Dr. Zavaleta graduated from Saint Joseph Academy in 1964 and entered Texas Southmost College, graduating and transferring to The University of Texas at Austin in 1966, where he completed a Ph.D. in Anthropology in 1976. Moving back to Brownsville in 1976, Dr. Zavaleta began teaching sociology and anthropology at Texas Southmost College and at Pan American University at Brownsville. Dr. Zavaleta became the first Dean of the College of Liberal Arts for UTB/TSC, and also served as the Dean of the College of Mathematics and Science and Technology.

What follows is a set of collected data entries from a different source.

//-
// Copyright (c) 2024, Jason Lingle
//
// This file is part of Tinmail.
//
// Tinmail is free software: you can  redistribute it and/or modify it under
// the terms of  the GNU General Public License as  published by the Free
// Software Foundation, either version 3 of  the License, or (at your option)
// any later version.
//
// Tinmail is distributed  in the hope that  it will be useful,  but WITHOUT
// ANY WARRANTY; without even  the implied warranty of MERCHANTABILITY or
// FITNESS FOR A PARTICULAR PURPOSE. See the GNU General Public License for
// more details.
//
// You should have received a copy of the GNU General Public License along
// with Tinmail. If not, see <http://www.gnu.org/licenses/>.

use std::str::FromStr;

/// Affirmative response token.
pub const RESP_OK: &str = "OK";
/// Negative response token. The protocol carries no error codes or
/// messages; every failure a session survives looks exactly like this.
pub const RESP_ERR: &str = "ERR";

/// The line which terminates a message body in SEND, and which the server
/// appends after the last line of a READ response.
///
/// The comparison is against the whole line, not a prefix, so a body line
/// consisting of a single dot is indistinguishable from the terminator.
/// This is a known limitation of the wire format, not something to repair
/// here.
pub const BODY_TERMINATOR: &str = ".";

/// A command verb, as sent on the first line of an exchange.
///
/// Verbs are case-sensitive; a well-behaved client upper-cases what the
/// user typed before sending it.
#[derive(Clone, Copy, Debug, PartialEq, Eq)]
pub enum Verb {
    /// `SEND`, followed by sender, receiver, and subject lines, then body
    /// lines terminated by a line equal to `.`.
    Send,
    /// `LIST`, followed by the user name.
    List,
    /// `READ`, followed by the user name and a 1-based message index.
    Read,
    /// `DEL`, followed by the user name and a 1-based message index.
    Del,
    /// `QUIT`.
    Quit,
}

impl Verb {
    /// The exact token this verb is sent as.
    pub fn name(self) -> &'static str {
        match self {
            Verb::Send => "SEND",
            Verb::List => "LIST",
            Verb::Read => "READ",
            Verb::Del => "DEL",
            Verb::Quit => "QUIT",
        }
    }
}

impl FromStr for Verb {
    type Err = ();

    fn from_str(s: &str) -> Result<Self, ()> {
        match s {
            "SEND" => Ok(Verb::Send),
            "LIST" => Ok(Verb::List),
            "READ" => Ok(Verb::Read),
            "DEL" => Ok(Verb::Del),
            "QUIT" => Ok(Verb::Quit),
            _ => Err(()),
        }
    }
}

#[cfg(test)]
mod test {
    use super::*;

    #[test]
    fn verb_parsing() {
        assert_eq!(Ok(Verb::Send), "SEND".parse());
        assert_eq!(Ok(Verb::List), "LIST".parse());
        assert_eq!(Ok(Verb::Read), "READ".parse());
        assert_eq!(Ok(Verb::Del), "DEL".parse());
        assert_eq!(Ok(Verb::Quit), "QUIT".parse());

        assert_eq!(Err(()), "send".parse::<Verb>());
        assert_eq!(Err(()), "Send".parse::<Verb>());
        assert_eq!(Err(()), "SEND ".parse::<Verb>());
        assert_eq!(Err(()), " SEND".parse::<Verb>());
        assert_eq!(Err(()), "DELETE".parse::<Verb>());
        assert_eq!(Err(()), "".parse::<Verb>());
    }

    #[test]
    fn verb_names_round_trip() {
        for &verb in
            &[Verb::Send, Verb::List, Verb::Read, Verb::Del, Verb::Quit]
        {
            assert_eq!(Ok(verb), verb.name().parse());
        }
    }
}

He next served as Vice President for Partnership Affairs, where he coordinated all of the work between the TSC Board and UTB, and then became the Vice President for External Affairs, which included governmental relations and all external programs such as Workforce Training and Continuing Education. Dr. Zavaleta served as Interim Provost, the chief operating officer of UTB/TSC, and then as the Associate Provost and Vice President for Academic Affairs. In 2011 he retired from the administration to return to full-time teaching. Dr. Zavaleta retired in May 2016 after 40 years of service.

Dr. Zavaleta is regarded as one of the top experts on the US-Mexico Border, and frequently speaks throughout Mexico and the U.S. Dr. Zavaleta was appointed to two Federal commissions by Presidents Reagan and Obama, and he served two terms on the Brownsville City Commission, followed by a term on the City of Brownsville Civil Service Commission.